In the fourth quarter of 2021, the Company renegotiated a license agreement that resulted in lower royalty projections for its Dutch subsidiary. The revised royalty projections required establishment of a valuation allowance on net operating loss deferred tax assets that were no longer expected to be realizable. The valuation allowance also increased in 2021 due to the Company’s expectation that state R&D credits will not be utilized.
As of December 31, 2022, the Company had the following net operating loss and tax credit carryforwards, which if not utilized, will expire as follows:
TypeAmountYear
Federal net operating loss carryforwards$3,628  2030-2033
Federal R&D and orphan drug credit carryforwards$585,322  2024-2042
State net operating loss carryforwards$186,594  2023-2042
Dutch net operating loss carryforwards$38,912  Indefinite
Not included in the table above are $152.7 million of state research credit carryovers that will carry forward indefinitely.
The Company’s net operating losses and credits could be subject to annual limitations due to ownership change limitations provided by Internal Revenue Code Section 382 and similar state provisions. An annual limitation could result in the expiration of net operating losses and tax credit carryforward before utilization. There are limitations on the tax attributes of acquired entities however, the Company does not believe the limitations will have a material impact on the utilization of the net operating losses or tax credits.
The financial statement recognition of the benefit for a tax position is dependent upon the benefit being more likely than not to be sustainable upon audit by the applicable taxing authority.
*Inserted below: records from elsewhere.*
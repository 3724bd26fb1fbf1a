//! Case domain model.
//!
//! # Responsibility
//! - Define the writable input record (`CaseInput`) accepted by case saves.
//! - Define read models (`CaseRecord`, `CountedCase`) exposed to callers.
//!
//! # Invariants
//! - `responsible_user`/`notified_user` distinguish "absent" (`None`) from
//!   "explicitly empty" (`Some(vec![])`); only absence triggers defaulting.
//!   An explicit `null` is a field error, never a default.
//! - JSON input is type-checked field by field; every failing field lands
//!   under its own key in one `ValidationErrors` map.
//! - `note_count`/`letter_count` exist only on `CountedCase` and are always
//!   computed at read time.

use crate::model::feature::OptionId;
use crate::model::validation::ValidationErrors;
use serde::{Deserialize, Deserializer, Serialize};
use serde_json::{Map, Value};
use uuid::Uuid;

/// Stable identifier of a Case.
pub type CaseId = Uuid;
/// Primary key of a user row.
pub type UserId = i64;
/// Primary key of an audited institution row.
pub type InstitutionId = i64;

/// Field name used for the case name in input and error maps.
pub const FIELD_NAME: &str = "name";
/// Field name used for the free-text comment.
pub const FIELD_COMMENT: &str = "comment";
/// Field name used for audited institutions.
pub const FIELD_AUDITED_INSTITUTION: &str = "audited_institution";
/// Field name used for tag names.
pub const FIELD_TAG: &str = "tag";
/// Field name used for responsible users.
pub const FIELD_RESPONSIBLE_USER: &str = "responsible_user";
/// Field name used for notified users.
pub const FIELD_NOTIFIED_USER: &str = "notified_user";
/// Field name used for feature options.
pub const FIELD_FEATURE_OPTIONS: &str = "featureoptions";
/// Error-map key for problems with the record as a whole.
pub const FIELD_NON_FIELD: &str = "non_field_errors";

/// Maximum length of a case name, in characters.
pub const CASE_NAME_MAX_CHARS: usize = 256;

const MSG_REQUIRED: &str = "this field is required";
const MSG_NULL: &str = "this field may not be null";

/// Raw case record as submitted by a caller.
///
/// Deserialization goes through [`CaseInput::from_json`], so unknown keys are
/// ignored and explicit `null` user lists are rejected.
#[derive(Debug, Clone, Default, PartialEq, Eq, Serialize)]
pub struct CaseInput {
    pub name: String,
    #[serde(skip_serializing_if = "Option::is_none")]
    pub comment: Option<String>,
    pub audited_institution: Vec<InstitutionId>,
    pub tag: Vec<String>,
    /// `None` defaults to the acting principal.
    #[serde(skip_serializing_if = "Option::is_none")]
    pub responsible_user: Option<Vec<UserId>>,
    /// `None` defaults to the acting principal.
    #[serde(skip_serializing_if = "Option::is_none")]
    pub notified_user: Option<Vec<UserId>>,
    pub featureoptions: Vec<OptionId>,
}

impl CaseInput {
    /// Creates an input with only a name; every relation is empty and both
    /// user lists are left to their defaults.
    pub fn named(name: impl Into<String>) -> Self {
        Self {
            name: name.into(),
            ..Self::default()
        }
    }

    /// Type-checks a JSON case record.
    ///
    /// Missing `name`, `null` where a value is required, non-list relation
    /// fields and wrongly typed list items are all reported under the key of
    /// the offending field. Content rules (blank names, unknown ids, quota)
    /// are left to the case service.
    pub fn from_json(value: &Value) -> Result<Self, ValidationErrors> {
        let mut errors = ValidationErrors::new();
        let Some(record) = value.as_object() else {
            errors.add(
                FIELD_NON_FIELD,
                format!("invalid data, expected an object but got {}", json_kind(value)),
            );
            return Err(errors);
        };

        let name = match record.get(FIELD_NAME) {
            Some(value) => string_field(&mut errors, FIELD_NAME, value),
            None => {
                errors.add(FIELD_NAME, MSG_REQUIRED);
                None
            }
        };
        let comment = record
            .get(FIELD_COMMENT)
            .and_then(|value| string_field(&mut errors, FIELD_COMMENT, value));
        let audited_institution =
            pk_list(&mut errors, record, FIELD_AUDITED_INSTITUTION).unwrap_or_default();
        let tag = record
            .get(FIELD_TAG)
            .and_then(|value| list_field(&mut errors, FIELD_TAG, value, "string", tag_item))
            .unwrap_or_default();
        let responsible_user = pk_list(&mut errors, record, FIELD_RESPONSIBLE_USER);
        let notified_user = pk_list(&mut errors, record, FIELD_NOTIFIED_USER);
        let featureoptions =
            pk_list(&mut errors, record, FIELD_FEATURE_OPTIONS).unwrap_or_default();

        errors.into_result()?;
        Ok(Self {
            name: name.unwrap_or_default(),
            comment,
            audited_institution,
            tag,
            responsible_user,
            notified_user,
            featureoptions,
        })
    }
}

impl<'de> Deserialize<'de> for CaseInput {
    fn deserialize<D>(deserializer: D) -> Result<Self, D::Error>
    where
        D: Deserializer<'de>,
    {
        let value = Value::deserialize(deserializer)?;
        Self::from_json(&value).map_err(serde::de::Error::custom)
    }
}

fn json_kind(value: &Value) -> &'static str {
    match value {
        Value::Null => "null",
        Value::Bool(_) => "bool",
        Value::Number(_) => "number",
        Value::String(_) => "string",
        Value::Array(_) => "list",
        Value::Object(_) => "object",
    }
}

fn string_field(errors: &mut ValidationErrors, field: &str, value: &Value) -> Option<String> {
    match value {
        Value::String(text) => Some(text.clone()),
        Value::Null => {
            errors.add(field, MSG_NULL);
            None
        }
        other => {
            errors.add(field, format!("not a valid string, got {}", json_kind(other)));
            None
        }
    }
}

/// Reads an optional list of primary keys; `None` when absent or invalid.
fn pk_list(
    errors: &mut ValidationErrors,
    record: &Map<String, Value>,
    field: &str,
) -> Option<Vec<i64>> {
    let value = record.get(field)?;
    list_field(errors, field, value, "pk value", Value::as_i64)
}

fn tag_item(value: &Value) -> Option<String> {
    value.as_str().map(str::to_owned)
}

fn list_field<T>(
    errors: &mut ValidationErrors,
    field: &str,
    value: &Value,
    expected: &str,
    item: impl Fn(&Value) -> Option<T>,
) -> Option<Vec<T>> {
    let items = match value {
        Value::Array(items) => items,
        Value::Null => {
            errors.add(field, MSG_NULL);
            return None;
        }
        other => {
            errors.add(
                field,
                format!("expected a list of items but got {}", json_kind(other)),
            );
            return None;
        }
    };

    let mut parsed = Vec::with_capacity(items.len());
    let mut valid = true;
    for raw in items {
        match item(raw) {
            Some(value) => parsed.push(value),
            None => {
                valid = false;
                errors.add(
                    field,
                    format!("incorrect type, expected {expected} but got {}", json_kind(raw)),
                );
            }
        }
    }
    valid.then_some(parsed)
}

/// Validated, defaulted case payload ready for persistence.
///
/// Produced by the case service; repositories trust its contents apart from
/// foreign-key existence, which the store enforces.
#[derive(Debug, Clone, PartialEq, Eq)]
pub struct CaseDraft {
    pub name: String,
    pub comment: String,
    pub audited_institution: Vec<InstitutionId>,
    /// Normalized, deduplicated, in first-occurrence order.
    pub tags: Vec<String>,
    pub responsible_user: Vec<UserId>,
    pub notified_user: Vec<UserId>,
    pub featureoptions: Vec<OptionId>,
    /// Acting principal recorded as creator/modifier.
    pub actor: UserId,
}

/// Persisted case with all relations resolved.
#[derive(Debug, Clone, PartialEq, Eq, Serialize, Deserialize)]
pub struct CaseRecord {
    pub id: CaseId,
    pub name: String,
    pub comment: String,
    /// Sorted ascending.
    pub audited_institution: Vec<InstitutionId>,
    /// Tag names in the order they were submitted.
    pub tag: Vec<String>,
    /// Sorted ascending.
    pub responsible_user: Vec<UserId>,
    /// Sorted ascending.
    pub notified_user: Vec<UserId>,
    /// Sorted ascending.
    pub featureoptions: Vec<OptionId>,
    pub created_by: UserId,
    pub modified_by: UserId,
    /// Epoch milliseconds.
    pub created_at: i64,
    /// Epoch milliseconds.
    pub updated_at: i64,
}

/// Case read model extended with counters aggregated at read time.
#[derive(Debug, Clone, PartialEq, Eq, Serialize, Deserialize)]
pub struct CountedCase {
    #[serde(flatten)]
    pub case: CaseRecord,
    pub note_count: u64,
    pub letter_count: u64,
}

#[cfg(test)]
mod tests {
    use super::CaseInput;
    use serde_json::json;

    #[test]
    fn from_json_reports_missing_name_under_its_key() {
        let errors = CaseInput::from_json(&json!({ "comment": "x" })).unwrap_err();
        assert_eq!(errors.fields().collect::<Vec<_>>(), ["name"]);
        assert_eq!(errors.get("name"), Some(&["this field is required".to_string()][..]));
    }

    #[test]
    fn from_json_collects_type_errors_per_field() {
        let errors = CaseInput::from_json(&json!({
            "name": 7,
            "tag": "t",
            "featureoptions": ["a"],
            "audited_institution": [1, 2.5],
        }))
        .unwrap_err();

        assert_eq!(
            errors.fields().collect::<Vec<_>>(),
            ["audited_institution", "featureoptions", "name", "tag"]
        );
        assert_eq!(
            errors.get("featureoptions"),
            Some(&["incorrect type, expected pk value but got string".to_string()][..])
        );
        assert_eq!(
            errors.get("tag"),
            Some(&["expected a list of items but got string".to_string()][..])
        );
    }

    #[test]
    fn from_json_rejects_null_user_lists() {
        let errors = CaseInput::from_json(&json!({
            "name": "x",
            "responsible_user": null,
            "notified_user": null,
        }))
        .unwrap_err();
        assert_eq!(
            errors.get("responsible_user"),
            Some(&["this field may not be null".to_string()][..])
        );
        assert_eq!(
            errors.get("notified_user"),
            Some(&["this field may not be null".to_string()][..])
        );
    }

    #[test]
    fn from_json_keeps_absent_and_empty_user_lists_apart() {
        let input = CaseInput::from_json(&json!({
            "name": "x",
            "notified_user": [],
            "unknown_key": true,
        }))
        .unwrap();
        assert_eq!(input.responsible_user, None);
        assert_eq!(input.notified_user, Some(vec![]));
        assert!(input.tag.is_empty());
    }

    #[test]
    fn from_json_rejects_non_object_input() {
        let errors = CaseInput::from_json(&json!(["x"])).unwrap_err();
        assert_eq!(errors.fields().collect::<Vec<_>>(), ["non_field_errors"]);
    }

    #[test]
    fn deserialize_goes_through_field_checks() {
        let err = serde_json::from_value::<CaseInput>(json!({ "name": "x", "notified_user": null }))
            .unwrap_err();
        assert!(err.to_string().contains("notified_user: this field may not be null"));

        let input = CaseInput::named("x");
        let reparsed: CaseInput =
            serde_json::from_value(serde_json::to_value(&input).unwrap()).unwrap();
        assert_eq!(reparsed, input);
    }
}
If this threshold is met, the tax benefit is then measured and recognized at the largest amount that is greater than 50% likely of being realized upon ultimate settlement.
A reconciliation of the beginning and ending amount of unrecognized tax benefits for the years ended December 31, 2022 and 2021, is as follows:
December 31,
20222021
Balance at beginning of period$205,095 $182,564 
Additions based on tax positions related to the current year26,762 23,499 
(Deletions) Additions for tax positions of prior years1,017 (786)
Lapse of statute of limitations(18)(182)
Balance at end of period$232,856 $205,095 
Included in the balance of unrecognized tax benefits as of December 31, 2022 were potential benefits of $223.3 million that, if recognized, would affect the effective tax rate. The Company’s policy for classifying interest and penalties associated with unrecognized income tax benefits is to include such items in the income tax expense. The total amount of accrued interest and penalties was not significant as of December 31, 2022. The Company believes it will not have any material decreases in its previously unrecognized tax benefits within the next twelve months.
The Company files income tax returns in the U.S., Ireland and various foreign jurisdictions. The U.S. and foreign jurisdictions have statute of limitations ranging from three to five years. However, carryforward tax attributes that were generated in 2014 and earlier may still be adjusted upon examination by tax authorities.
U.S. income and foreign withholding taxes have not been recognized on the excess of the amount for financial reporting over the tax basis of investments in foreign subsidiaries that are essentially permanent in duration. This excess totaled approximately $17.3 million as of December 31, 2022, which will be indefinitely reinvested; deferred income taxes have not been provided on such foreign earnings.